Problem description ▸ The required lines are those that contain "lowered"; pull them out of the data and copy them.

Collected data:
☆ ☆ ☆ ☆ ☆
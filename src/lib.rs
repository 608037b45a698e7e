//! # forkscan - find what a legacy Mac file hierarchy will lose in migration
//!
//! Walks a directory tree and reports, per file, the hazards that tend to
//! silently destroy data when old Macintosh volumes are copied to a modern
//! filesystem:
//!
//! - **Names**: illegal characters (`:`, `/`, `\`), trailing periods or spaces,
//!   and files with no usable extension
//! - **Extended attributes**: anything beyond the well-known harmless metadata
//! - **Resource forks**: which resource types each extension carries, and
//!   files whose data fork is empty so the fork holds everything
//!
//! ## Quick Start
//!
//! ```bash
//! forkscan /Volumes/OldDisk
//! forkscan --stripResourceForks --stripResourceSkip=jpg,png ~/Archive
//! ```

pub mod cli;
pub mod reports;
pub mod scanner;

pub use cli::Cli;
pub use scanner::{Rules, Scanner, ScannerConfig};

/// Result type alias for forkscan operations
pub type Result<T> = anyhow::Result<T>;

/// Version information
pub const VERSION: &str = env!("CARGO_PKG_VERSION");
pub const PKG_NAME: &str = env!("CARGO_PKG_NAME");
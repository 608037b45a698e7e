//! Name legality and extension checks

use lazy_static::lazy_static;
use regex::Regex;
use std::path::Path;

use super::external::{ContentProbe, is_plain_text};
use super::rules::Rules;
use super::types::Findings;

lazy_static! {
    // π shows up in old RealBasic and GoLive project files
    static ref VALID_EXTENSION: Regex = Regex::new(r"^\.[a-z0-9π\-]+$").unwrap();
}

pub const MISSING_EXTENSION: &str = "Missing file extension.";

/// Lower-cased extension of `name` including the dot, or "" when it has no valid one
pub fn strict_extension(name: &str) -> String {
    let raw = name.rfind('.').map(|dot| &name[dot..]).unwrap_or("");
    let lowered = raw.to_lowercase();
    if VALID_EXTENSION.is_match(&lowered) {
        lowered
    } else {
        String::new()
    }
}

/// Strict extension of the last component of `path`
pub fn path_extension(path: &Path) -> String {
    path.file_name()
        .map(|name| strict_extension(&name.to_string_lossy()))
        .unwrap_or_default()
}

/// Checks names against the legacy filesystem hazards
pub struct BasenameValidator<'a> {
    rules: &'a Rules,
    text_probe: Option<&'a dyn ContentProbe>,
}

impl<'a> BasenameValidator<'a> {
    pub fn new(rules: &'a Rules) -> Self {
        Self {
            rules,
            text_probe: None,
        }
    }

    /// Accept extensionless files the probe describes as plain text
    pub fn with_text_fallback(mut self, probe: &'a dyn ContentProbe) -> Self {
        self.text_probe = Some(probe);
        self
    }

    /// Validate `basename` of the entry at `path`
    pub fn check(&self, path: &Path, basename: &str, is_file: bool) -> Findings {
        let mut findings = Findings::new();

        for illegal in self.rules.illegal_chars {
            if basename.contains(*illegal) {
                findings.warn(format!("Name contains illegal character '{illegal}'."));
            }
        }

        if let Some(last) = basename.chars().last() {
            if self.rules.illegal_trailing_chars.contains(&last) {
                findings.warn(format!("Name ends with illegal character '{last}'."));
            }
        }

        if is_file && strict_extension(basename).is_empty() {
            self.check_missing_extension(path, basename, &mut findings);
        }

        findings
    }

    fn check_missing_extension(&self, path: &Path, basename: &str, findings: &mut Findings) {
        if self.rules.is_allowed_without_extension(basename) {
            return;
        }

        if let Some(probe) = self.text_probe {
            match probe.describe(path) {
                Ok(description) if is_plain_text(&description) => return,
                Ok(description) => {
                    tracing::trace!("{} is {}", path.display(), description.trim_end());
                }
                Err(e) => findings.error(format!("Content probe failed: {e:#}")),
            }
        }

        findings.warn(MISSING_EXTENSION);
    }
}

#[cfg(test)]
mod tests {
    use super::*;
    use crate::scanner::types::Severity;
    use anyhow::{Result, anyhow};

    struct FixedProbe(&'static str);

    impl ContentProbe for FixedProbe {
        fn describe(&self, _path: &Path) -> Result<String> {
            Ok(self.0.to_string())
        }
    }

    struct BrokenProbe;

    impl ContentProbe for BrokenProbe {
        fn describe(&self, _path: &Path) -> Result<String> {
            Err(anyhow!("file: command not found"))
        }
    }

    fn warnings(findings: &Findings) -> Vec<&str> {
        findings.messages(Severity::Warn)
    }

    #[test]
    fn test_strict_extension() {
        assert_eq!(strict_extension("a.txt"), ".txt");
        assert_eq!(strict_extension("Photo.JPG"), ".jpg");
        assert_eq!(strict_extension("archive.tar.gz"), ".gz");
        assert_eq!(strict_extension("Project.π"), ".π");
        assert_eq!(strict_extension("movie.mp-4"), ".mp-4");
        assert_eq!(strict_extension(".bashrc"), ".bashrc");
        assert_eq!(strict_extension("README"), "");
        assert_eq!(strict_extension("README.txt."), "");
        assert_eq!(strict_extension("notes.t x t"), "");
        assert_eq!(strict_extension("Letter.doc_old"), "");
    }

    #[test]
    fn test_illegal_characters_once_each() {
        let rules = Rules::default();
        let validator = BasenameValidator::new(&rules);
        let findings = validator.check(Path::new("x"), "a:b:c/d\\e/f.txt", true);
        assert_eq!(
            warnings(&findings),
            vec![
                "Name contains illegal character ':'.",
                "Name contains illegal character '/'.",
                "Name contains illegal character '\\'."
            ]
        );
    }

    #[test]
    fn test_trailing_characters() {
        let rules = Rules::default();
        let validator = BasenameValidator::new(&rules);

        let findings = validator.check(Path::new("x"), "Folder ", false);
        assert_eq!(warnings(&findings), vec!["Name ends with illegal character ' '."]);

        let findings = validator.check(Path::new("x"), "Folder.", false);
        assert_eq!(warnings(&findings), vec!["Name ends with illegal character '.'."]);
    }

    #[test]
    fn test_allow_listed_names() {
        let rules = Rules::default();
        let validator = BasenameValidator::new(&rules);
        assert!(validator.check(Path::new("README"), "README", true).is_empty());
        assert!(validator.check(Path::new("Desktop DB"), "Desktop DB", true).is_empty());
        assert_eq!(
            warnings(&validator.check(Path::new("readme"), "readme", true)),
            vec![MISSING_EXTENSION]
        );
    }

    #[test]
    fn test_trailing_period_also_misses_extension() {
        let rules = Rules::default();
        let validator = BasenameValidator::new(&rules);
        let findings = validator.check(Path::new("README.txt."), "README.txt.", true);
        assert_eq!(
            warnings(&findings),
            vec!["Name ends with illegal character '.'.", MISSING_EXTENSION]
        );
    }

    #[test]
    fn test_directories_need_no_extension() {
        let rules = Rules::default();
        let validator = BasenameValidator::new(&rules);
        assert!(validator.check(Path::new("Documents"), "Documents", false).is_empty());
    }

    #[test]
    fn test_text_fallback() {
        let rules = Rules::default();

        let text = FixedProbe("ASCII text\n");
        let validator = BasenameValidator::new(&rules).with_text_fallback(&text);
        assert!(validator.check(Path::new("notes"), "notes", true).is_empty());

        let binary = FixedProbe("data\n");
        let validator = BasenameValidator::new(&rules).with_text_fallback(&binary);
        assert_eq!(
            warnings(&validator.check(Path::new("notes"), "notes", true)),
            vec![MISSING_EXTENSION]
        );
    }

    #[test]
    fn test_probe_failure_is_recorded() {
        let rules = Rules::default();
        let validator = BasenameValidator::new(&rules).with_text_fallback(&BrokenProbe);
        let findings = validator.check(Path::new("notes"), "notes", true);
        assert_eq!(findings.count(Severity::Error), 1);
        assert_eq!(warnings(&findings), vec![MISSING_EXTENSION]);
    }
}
☆ ☆ ☆ ☆ ☆
Response area ▸
    let lowered = raw.to_lowercase();
    if VALID_EXTENSION.is_match(&lowered) {
        lowered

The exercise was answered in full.